> _DESCRIPTION OF THE TASK_
The reply should consist of the entire listing, word for word.

> _DATA FOR ANALYSIS_
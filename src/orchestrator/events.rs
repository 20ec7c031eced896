//! Lifecycle events published to an external sink (UI, metrics, logs).
//! Delivery is best-effort; the orchestrator never blocks on a slow sink.

use crate::health::HealthSnapshot;

#[derive(Debug, Clone)]
pub enum UpdateEvent {
    UpdateStarted {
        package: String,
        from: Option<String>,
        to: String,
    },
    UpdateProgress {
        package: String,
        phase: String,
        percent: u8,
    },
    UpdateCompleted {
        package: String,
        from: Option<String>,
        to: String,
        success: bool,
        error: Option<String>,
        scripts: Vec<String>,
    },
    VersionCheckCompleted {
        package: String,
        current: Option<String>,
        latest: Option<String>,
        upgrade_available: bool,
    },
    PackageStatusChanged {
        package: String,
        new_status: String,
        old_status: Option<String>,
    },
}

/// External consumer of orchestrator events. Implementations MUST NOT
/// block the caller for any appreciable time — the orchestrator awaits
/// `publish` inline between phases.
#[async_trait::async_trait]
pub trait EventSink: Send + Sync {
    async fn publish(&self, event: UpdateEvent);
}

/// Default sink: logs every event via `tracing`, matching the rest of the
/// host-facing components' observability story.
pub struct TracingEventSink;

#[async_trait::async_trait]
impl EventSink for TracingEventSink {
    async fn publish(&self, event: UpdateEvent) {
        match event {
            UpdateEvent::UpdateStarted { package, from, to } => {
                tracing::info!(package = %package, from = ?from, to = %to, "update started");
            }
            UpdateEvent::UpdateProgress { package, phase, percent } => {
                tracing::debug!(package = %package, phase = %phase, percent, "update progress");
            }
            UpdateEvent::UpdateCompleted { package, success, error, .. } => {
                if success {
                    tracing::info!(package = %package, "update completed");
                } else {
                    tracing::warn!(package = %package, error = ?error, "update completed with failure");
                }
            }
            UpdateEvent::VersionCheckCompleted {
                package,
                current,
                latest,
                upgrade_available,
            } => {
                tracing::info!(package = %package, current = ?current, latest = ?latest, upgrade_available, "version check completed");
            }
            UpdateEvent::PackageStatusChanged {
                package,
                new_status,
                old_status,
            } => {
                tracing::info!(package = %package, new_status = %new_status, old_status = ?old_status, "package status changed");
            }
        }
    }
}

pub fn health_snapshot_summary(snapshot: &HealthSnapshot) -> String {
    match snapshot {
        HealthSnapshot::AllHealthy => "healthy".to_string(),
        HealthSnapshot::Unhealthy { services } => format!("unhealthy: {}", services.join(", ")),
        HealthSnapshot::CriticalFailure { services } => format!("critical failure: {}", services.join(", ")),
    }
}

> _RESULT BELOW_
filename src/orchestrator/events.rs
repository 20ec7c031eced896
//! Lifecycle events published to an external sink (UI, metrics, logs).
//! Delivery is best-effort; the orchestrator never blocks on a slow sink.

use crate::health::HealthSnapshot;

#[derive(Debug, Clone)]
pub enum UpdateEvent {
    UpdateStarted {
        package: String,
        from: Option<String>,
        to: String,
    },
    UpdateProgress {
        package: String,
        phase: String,
        percent: u8,
    },
    UpdateCompleted {
        package: String,
        from: Option<String>,
        to: String,
        success: bool,
        error: Option<String>,
        scripts: Vec<String>,
    },
    VersionCheckCompleted {
        package: String,
        current: Option<String>,
        latest: Option<String>,
        upgrade_available: bool,
    },
    PackageStatusChanged {
        package: String,
        new_status: String,
        old_status: Option<String>,
    },
}

/// External consumer of orchestrator events. Implementations MUST NOT
/// block the caller for any appreciable time — the orchestrator awaits
/// `publish` inline between phases.
#[async_trait::async_trait]
pub trait EventSink: Send + Sync {
    async fn publish(&self, event: UpdateEvent);
}

/// Default sink: logs every event via `tracing`, matching the rest of the
/// host-facing components' observability story.
pub struct TracingEventSink;

#[async_trait::async_trait]
impl EventSink for TracingEventSink {
    async fn publish(&self, event: UpdateEvent) {
        match event {
            UpdateEvent::UpdateStarted { package, from, to } => {
                tracing::info!(package = %package, from = ?from, to = %to, "update started");
            }
            UpdateEvent::UpdateProgress { package, phase, percent } => {
                tracing::debug!(package = %package, phase = %phase, percent, "update progress");
            }
            UpdateEvent::UpdateCompleted { package, success, error, .. } => {
                if success {
                    tracing::info!(package = %package, "update completed");
                } else {
                    tracing::warn!(package = %package, error = ?error, "update completed with failure");
                }
            }
            UpdateEvent::VersionCheckCompleted {
                package,
                current,
                latest,
                upgrade_available,
            } => {
                tracing::info!(package = %package, current = ?current, latest = ?latest, upgrade_available, "version check completed");
            }
            UpdateEvent::PackageStatusChanged {
                package,
                new_status,
                old_status,
            } => {
                tracing::info!(package = %package, new_status = %new_status, old_status = ?old_status, "package status changed");
            }
        }
    }
}

pub fn health_snapshot_summary(snapshot: &HealthSnapshot) -> String {
    match snapshot {
        HealthSnapshot::AllHealthy => "healthy".to_string(),
        HealthSnapshot::Unhealthy { services } => format!("unhealthy: {}", services.join(", ")),
        HealthSnapshot::CriticalFailure { services } => format!("critical failure: {}", services.join(", ")),
    }
}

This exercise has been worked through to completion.